O que acontece em seguida pode ser observado com as crianças: Eco abaixa a cabeça com vergonha; ela se retira para o bosque. Ela para de comer – anorexia. Ela para de beber. Seu corpo seca pouco a pouco. Só restam seus ossos que se misturam às pedras. Não existe mais nada dela, a não ser essa voz que repete a última palavra escutada.

Narciso, por sua vez, não fica melhor. Ele protegeu-se de Eco, mas a vida vai fazer com ele a mesma coisa que ele fez com Eco. Narciso aproxima-se do rio e se vê; porém, como ele não se conhece, ele não sabe que está se vendo. Ele se representa sem saber que está se representando. Como ele é muito bonito, apaixona-se por si mesmo. É um drama! A sombra do objeto cai sobre o eu; a imagem de Narciso é completamente bagunçada. Vai acontecer com ele o que aconteceu com Eco: todas as vezes que ele mergulha as mãos na água para tentar encontrar aquele que ele chama de “o belo estrangeiro”, a imagem se embaralha e o outro parece ir embora – “Tire as mãos de mim!”. Narciso fica colado em uma adesividade com essa situação, diante desse estrangeiro que não cessa de ser inatingível. E então ele vai se tornar a flor que nós chamamos de “narciso” e que cresce na beira dos rios.

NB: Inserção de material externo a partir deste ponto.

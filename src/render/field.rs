//! Wave Field renderer: filled discs on a cleared canvas

use web_sys::CanvasRenderingContext2d;

use crate::field::DotSprite;

/// Draw one field frame. The context is expected to already carry the
/// device-pixel-ratio transform.
pub fn draw_field(ctx: &CanvasRenderingContext2d, width: f32, height: f32, dots: &[DotSprite]) {
    ctx.clear_rect(0.0, 0.0, width as f64, height as f64);

    for dot in dots {
        ctx.begin_path();
        let _ = ctx.arc(
            dot.pos.x as f64,
            dot.pos.y as f64,
            dot.radius as f64,
            0.0,
            std::f64::consts::TAU,
        );
        ctx.set_fill_style_str(&dot.color.css(dot.alpha));
        ctx.fill();
    }
}
//! Wave Field state: the dot lattice and the live wave set

use glam::Vec2;
use rand::Rng;

use crate::consts::*;
use crate::palette::{ACCENTS, AMBIENT_WHITE, Rgb};

/// One lattice point. The base position and color never change after
/// grid build; the displayed position/color/opacity/radius are derived
/// fresh every frame from the current input state.
#[derive(Debug, Clone)]
pub struct GridPoint {
    /// Fixed lattice coordinate
    pub base: Vec2,
    /// Resting color
    pub color: Rgb,
    /// Resting opacity
    pub alpha: f32,
    /// Rare accent dot (colored even at rest)
    pub accent: bool,
}

/// An expanding circular wave. The current radius is derived from the
/// elapsed time, never stored.
#[derive(Debug, Clone)]
pub struct Wave {
    pub origin: Vec2,
    /// Timestamp at creation (ms, frame-clock domain)
    pub start_ms: f64,
    /// Viewport diagonal at creation; the wave dies past this
    pub max_radius: f32,
}

impl Wave {
    /// Front radius at time `now_ms`
    pub fn radius_at(&self, now_ms: f64) -> f32 {
        let elapsed_s = ((now_ms - self.start_ms) / 1000.0).max(0.0) as f32;
        elapsed_s * WAVE_SPEED
    }

    /// True once the trailing edge has left the viewport
    pub fn expired(&self, now_ms: f64) -> bool {
        self.radius_at(now_ms) > self.max_radius + WAVE_THICKNESS
    }
}

/// Complete Wave Field state for one canvas
#[derive(Debug, Clone)]
pub struct FieldState {
    pub width: f32,
    pub height: f32,
    pub points: Vec<GridPoint>,
    /// Live waves in insertion order; pruned on expiry, no other bound
    pub waves: Vec<Wave>,
    /// Current pointer position, or far off-canvas when absent
    pub pointer: Vec2,
}

impl FieldState {
    pub fn new(width: f32, height: f32, rng: &mut impl Rng) -> Self {
        Self {
            width,
            height,
            points: build_grid(width, height, rng),
            waves: Vec::new(),
            pointer: Vec2::from(POINTER_OFFSCREEN),
        }
    }

    /// Viewport changed: rebuild the grid from scratch. Live waves are
    /// kept; their max radius was fixed at creation.
    pub fn resize(&mut self, width: f32, height: f32, rng: &mut impl Rng) {
        self.width = width;
        self.height = height;
        self.points = build_grid(width, height, rng);
    }

    /// Spawn a wave at `origin`
    pub fn trigger_wave(&mut self, origin: Vec2, now_ms: f64) {
        let max_radius = (self.width * self.width + self.height * self.height).sqrt();
        self.waves.push(Wave {
            origin,
            start_ms: now_ms,
            max_radius,
        });
    }

    /// The automatic page-load wave origin: 15% across, 30% down
    pub fn auto_wave_origin(&self) -> Vec2 {
        Vec2::new(self.width * 0.15, self.height * 0.3)
    }

    pub fn pointer_moved(&mut self, pos: Vec2) {
        self.pointer = pos;
    }

    /// Pointer left the canvas: park it where nothing can react to it
    pub fn pointer_left(&mut self) {
        self.pointer = Vec2::from(POINTER_OFFSCREEN);
    }
}

/// Build the dot lattice for a `width` x `height` viewport.
///
/// `(ceil(W/s)+1)` columns by `(ceil(H/s)+1)` rows at spacing `s`. Each
/// point rolls once for rarity: accents get one of the three palette
/// colors and a stronger opacity, the rest are faint white.
pub fn build_grid(width: f32, height: f32, rng: &mut impl Rng) -> Vec<GridPoint> {
    let cols = (width / DOT_SPACING).ceil() as usize + 1;
    let rows = (height / DOT_SPACING).ceil() as usize + 1;

    let mut points = Vec::with_capacity(cols * rows);
    for row in 0..rows {
        for col in 0..cols {
            let accent = rng.random::<f32>() < ACCENT_CHANCE;
            let (color, alpha) = if accent {
                let color = ACCENTS[rng.random_range(0..ACCENTS.len())];
                (color, rng.random_range(0.25..0.45))
            } else {
                (AMBIENT_WHITE, rng.random_range(0.06..0.12))
            };
            points.push(GridPoint {
                base: Vec2::new(col as f32 * DOT_SPACING, row as f32 * DOT_SPACING),
                color,
                alpha,
                accent,
            });
        }
    }
    points
}

#[cfg(test)]
mod tests {
    use super::*;
    use rand::SeedableRng;
    use rand_pcg::Pcg32;

    fn rng() -> Pcg32 {
        Pcg32::seed_from_u64(7)
    }

    #[test]
    fn test_grid_point_count() {
        // ceil(800/20)+1 = 41 cols, ceil(600/20)+1 = 31 rows
        let grid = build_grid(800.0, 600.0, &mut rng());
        assert_eq!(grid.len(), 41 * 31);

        // Non-multiple viewport rounds up
        let grid = build_grid(810.0, 605.0, &mut rng());
        assert_eq!(grid.len(), (41 + 1) * (31 + 1));
    }

    #[test]
    fn test_grid_alpha_ranges() {
        let grid = build_grid(1000.0, 1000.0, &mut rng());
        for p in &grid {
            if p.accent {
                assert!((0.25..0.45).contains(&p.alpha));
                assert!(ACCENTS.contains(&p.color));
            } else {
                assert!((0.06..0.12).contains(&p.alpha));
                assert_eq!(p.color, AMBIENT_WHITE);
            }
        }
        // With 0.04 rarity a 51x51 grid should have some accents but far
        // from a majority.
        let accents = grid.iter().filter(|p| p.accent).count();
        assert!(accents > 0);
        assert!(accents < grid.len() / 10);
    }

    #[test]
    fn test_wave_lifetime_window() {
        let mut field = FieldState::new(300.0, 400.0, &mut rng());
        field.trigger_wave(Vec2::new(10.0, 10.0), 1000.0);
        let wave = &field.waves[0];
        // max_radius = 500 (3-4-5 triangle); dies once radius > 620
        assert_eq!(wave.max_radius, 500.0);

        let lifetime_ms = ((wave.max_radius + WAVE_THICKNESS) / WAVE_SPEED * 1000.0) as f64;
        assert!(!wave.expired(1000.0));
        assert!(!wave.expired(1000.0 + lifetime_ms - 1.0));
        assert!(wave.expired(1000.0 + lifetime_ms + 1.0));
    }

    #[test]
    fn test_wave_triggered_late_on_the_clock_is_fresh() {
        // Waves are stamped with the frame clock, which is far from zero
        // by the time a click arrives. A wave must be born at radius 0
        // and alive at its own creation timestamp.
        let mut field = FieldState::new(300.0, 400.0, &mut rng());
        let clock = 123_456.0;
        field.trigger_wave(Vec2::new(10.0, 10.0), clock);
        let wave = &field.waves[0];
        assert_eq!(wave.radius_at(clock), 0.0);
        assert!(!wave.expired(clock));
    }

    #[test]
    fn test_wave_radius_grows_at_wave_speed() {
        let wave = Wave {
            origin: Vec2::ZERO,
            start_ms: 0.0,
            max_radius: 1000.0,
        };
        assert_eq!(wave.radius_at(0.0), 0.0);
        assert_eq!(wave.radius_at(1000.0), WAVE_SPEED);
        assert_eq!(wave.radius_at(500.0), WAVE_SPEED / 2.0);
    }

    #[test]
    fn test_resize_rebuilds_grid_keeps_waves() {
        let mut r = rng();
        let mut field = FieldState::new(400.0, 400.0, &mut r);
        field.trigger_wave(Vec2::new(50.0, 50.0), 0.0);
        let before = field.points.len();
        field.resize(800.0, 400.0, &mut r);
        assert!(field.points.len() > before);
        assert_eq!(field.waves.len(), 1);
    }
}
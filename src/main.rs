//! Raccoon Dash entry point
//!
//! Wires the two simulations to the page: canvas sizing, input handlers,
//! the theme flag, HUD text, and one cancellable animation-frame loop per
//! component. Native builds run a short headless session instead.

#[cfg(target_arch = "wasm32")]
use wasm_bindgen::prelude::*;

Não podemos entender o que acontece com Eco sem integrar a reação de Narciso, pois ela tem vergonha quando Narciso transforma o seu movimento de amor em um movimento ameaçador – Narciso diz que prefere morrer! A vergonha de Eco resulta da reação do outro. Não podemos também compreender o destino de Narciso sem pensar no que aconteceu com sua mãe; sem pensar no que aconteceu com Tirésias; sem pensar que tirando dele todos os espelhos, ele estava impedido de se conhecer / reconhecer, o que colocava o seu narcisismo em impasse.

Quando temos Narciso no nosso divã, vamos tentar entender por que ele não se conhece. Vamos nos perguntar qual foi o espelho que ele não encontrou. Vamos tentar pensar a sua posição melancólica em relação à sombra do objeto estrangeiro que caiu sobre o seu eu. E quando temos Eco no divã, vamos tentar entender o que a resposta de Narciso ao seu élan amoroso causou nela. A cada vez, vamos integrar não apenas o movimento de Eco ou de Narciso, mas a dialética entre eles e o que se passa com o objeto.

[1] Conferência proferida na Reunião Científica “A psicanálise e a clínica contemporânea – Elasticidade e limite na clínica contemporânea: as relações entre psicanálise e psicoterapia”.

[2] Transcrição, tradução e edição realizadas por Bianca Bergamo Savietto.

[3] Caso “Juliana”.

[4] Vide “Comentários de René Roussillon”, terceiro capítulo da presente Seção I.